Exercise materials:
------------------------------------------------

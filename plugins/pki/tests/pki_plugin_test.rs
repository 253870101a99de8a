//! Configure/check round trips against an in-memory control plane

use async_trait::async_trait;
use sdk::control_plane::{ControlPlane, PathData};
use sdk::errors::{InstallerError, Result};
use sdk::expr::ExprContext;
use sdk::plugin::{PluginContext, PluginImplementation};
use sdk::report::{Check, Section};
use sdk::types::{CatalogEntry, ServerConfig};
use serde_json::{json, Value};
use std::collections::BTreeMap;
use std::sync::{Arc, Mutex};
use vplug_pki::{PkiBackend, PkiMonitor};

/// Stores written paths; reads drop credential fields like a real server
#[derive(Default)]
struct MemoryControlPlane {
    paths: Mutex<BTreeMap<String, PathData>>,
    issued_common_name: Option<String>,
}

#[async_trait]
impl ControlPlane for MemoryControlPlane {
    async fn read_config(&self) -> Result<ServerConfig> {
        Ok(ServerConfig::default())
    }

    async fn get_catalog_entry(&self, name: &str) -> Result<CatalogEntry> {
        Err(InstallerError::NotFound(name.to_string()))
    }

    async fn register_plugin(&self, _entry: &CatalogEntry) -> Result<()> {
        Ok(())
    }

    async fn reload_plugin(&self, _name: &str) -> Result<()> {
        Ok(())
    }

    async fn mount_backend_type(&self, path: &str) -> Result<String> {
        Err(InstallerError::PluginNotMounted(path.to_string()))
    }

    async fn mount(&self, _path: &str, _backend_type: &str) -> Result<()> {
        Ok(())
    }

    async fn write_path(&self, path: &str, data: &PathData) -> Result<Option<PathData>> {
        if path.contains("/issue/") {
            let requested = data.get("common_name").cloned().unwrap_or(Value::Null);
            let mut response = PathData::new();
            response.insert(
                "common_name".into(),
                self.issued_common_name
                    .as_ref()
                    .map(|cn| json!(cn))
                    .unwrap_or(requested),
            );
            response.insert("serial_number".into(), json!("1a:2b"));
            return Ok(Some(response));
        }
        self.paths
            .lock()
            .unwrap()
            .insert(path.to_string(), data.clone());
        Ok(None)
    }

    async fn read_path(&self, path: &str) -> Result<PathData> {
        let mut data = self
            .paths
            .lock()
            .unwrap()
            .get(path)
            .cloned()
            .ok_or_else(|| InstallerError::NotFound(path.to_string()))?;
        data.remove("apikey");
        data.remove("access_token");
        Ok(data)
    }
}

#[derive(Default, Clone)]
struct Log(Arc<Mutex<Vec<String>>>);

impl Section for Log {
    fn add_check(&self, name: &str) -> Box<dyn Check> {
        Box::new(LogCheck {
            name: name.to_string(),
            log: self.clone(),
        })
    }
}

struct LogCheck {
    name: String,
    log: Log,
}

impl Check for LogCheck {
    fn update_status(&self, _message: &str) {}
    fn success(&self, _message: &str) {
        self.log.0.lock().unwrap().push(format!("ok {}", self.name));
    }
    fn warning(&self, _message: &str) {
        self.log.0.lock().unwrap().push(format!("warn {}", self.name));
    }
    fn error(&self, message: &str) {
        self.log
            .0
            .lock()
            .unwrap()
            .push(format!("error {}: {}", self.name, message));
    }
}

const BACKEND_BODY: &str = r#"
[secret]
name = "cloud"
[secret.cloud]
api_key = '${env("VPLUG_PKI_TEST_API_KEY")}'
zone = "Default"

[[role]]
name = "web"
max_ttl = "72h"
[role.test_certificate]
common_name = "sample.example.com"

[[role]]
name = "internal"
store_by = "hash"
"#;

async fn backend() -> PkiBackend {
    std::env::set_var("VPLUG_PKI_TEST_API_KEY", "key-from-env");
    let mut plugin = PkiBackend::default();
    plugin
        .parse(toml::from_str(BACKEND_BODY).unwrap(), &ExprContext::new())
        .await
        .unwrap();
    plugin.validate().unwrap();
    plugin
}

#[tokio::test]
async fn test_backend_configure_then_check() {
    let plugin = backend().await;
    let control_plane = MemoryControlPlane::default();
    let log = Log::default();
    let ctx = PluginContext::new(&control_plane, "pki", &log);

    plugin.configure(&ctx).await.unwrap();
    {
        let paths = control_plane.paths.lock().unwrap();
        assert_eq!(paths["pki/credentials/cloud"]["apikey"], json!("key-from-env"));
        assert_eq!(paths["pki/roles/web"]["credentials"], json!("cloud"));
        assert_eq!(paths["pki/roles/internal"]["store_by"], json!("hash"));
    }

    plugin.check(&ctx).await.unwrap();
    let entries = log.0.lock().unwrap().clone();
    assert!(entries.iter().all(|e| e.starts_with("ok ")), "{:?}", entries);
    assert!(entries.contains(&"ok Issue test certificate (web)".to_string()));
}

#[tokio::test]
async fn test_backend_check_detects_drift() {
    let plugin = backend().await;
    let control_plane = MemoryControlPlane::default();
    let log = Log::default();
    let ctx = PluginContext::new(&control_plane, "pki", &log);

    plugin.configure(&ctx).await.unwrap();
    control_plane
        .paths
        .lock()
        .unwrap()
        .get_mut("pki/roles/web")
        .unwrap()
        .insert("max_ttl".into(), json!("1h"));

    let result = plugin.check(&ctx).await;
    assert!(matches!(result, Err(InstallerError::CheckFailed(_))));
    assert!(log
        .0
        .lock()
        .unwrap()
        .iter()
        .any(|e| e.starts_with("error Verify role web")));
}

#[tokio::test]
async fn test_backend_check_wrong_common_name() {
    let plugin = backend().await;
    let control_plane = MemoryControlPlane {
        issued_common_name: Some("other.example.com".into()),
        ..Default::default()
    };
    let log = Log::default();
    let ctx = PluginContext::new(&control_plane, "pki", &log);

    plugin.configure(&ctx).await.unwrap();
    let result = plugin.check(&ctx).await;
    assert!(matches!(result, Err(InstallerError::CheckFailed(_))));
}

#[tokio::test]
async fn test_backend_check_before_configure_fails() {
    let plugin = backend().await;
    let control_plane = MemoryControlPlane::default();
    let log = Log::default();
    let ctx = PluginContext::new(&control_plane, "pki", &log);

    assert_eq!(
        plugin.check(&ctx).await,
        Err(InstallerError::NotFound("pki/credentials/cloud".into()))
    );
}

#[tokio::test]
async fn test_monitor_configure_then_check() {
    let body = r#"
        [secret]
        name = "tpp"
        [secret.platform]
        url = "https://tpp.example.com"
        access_token = "token"
        zone = "Web"

        [policy]
        name = "default"
        zone = "Web"
        enforcement_roles = ["web", "api"]
        defaults_roles = ["web"]

        [[role]]
        name = "web"

        [[role]]
        name = "api"
    "#;
    let mut plugin = PkiMonitor::default();
    plugin
        .parse(toml::from_str(body).unwrap(), &ExprContext::new())
        .await
        .unwrap();
    plugin.validate().unwrap();

    let control_plane = MemoryControlPlane::default();
    let log = Log::default();
    let ctx = PluginContext::new(&control_plane, "monitor/", &log);

    plugin.configure(&ctx).await.unwrap();
    {
        let paths = control_plane.paths.lock().unwrap();
        assert_eq!(
            paths["monitor/roles/api"]["enforcement_policy"],
            json!("default")
        );
        assert_eq!(
            paths["monitor/policies/default"]["enforcement_roles"],
            json!(["web", "api"])
        );
    }

    plugin.check(&ctx).await.unwrap();
}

------------------------------------------------

Exercise:
Nothing but the lines from the top of the entries above through the line with "use sdk::expr::ExprContext;" should be set down, each exactly as written.

Exercise solution:
filename plugins/pki/tests/pki_plugin_test.rs
repository 253870101a99de8a
//! Configure/check round trips against an in-memory control plane

use async_trait::async_trait;
use sdk::control_plane::{ControlPlane, PathData};
use sdk::errors::{InstallerError, Result};
use sdk::expr::ExprContext;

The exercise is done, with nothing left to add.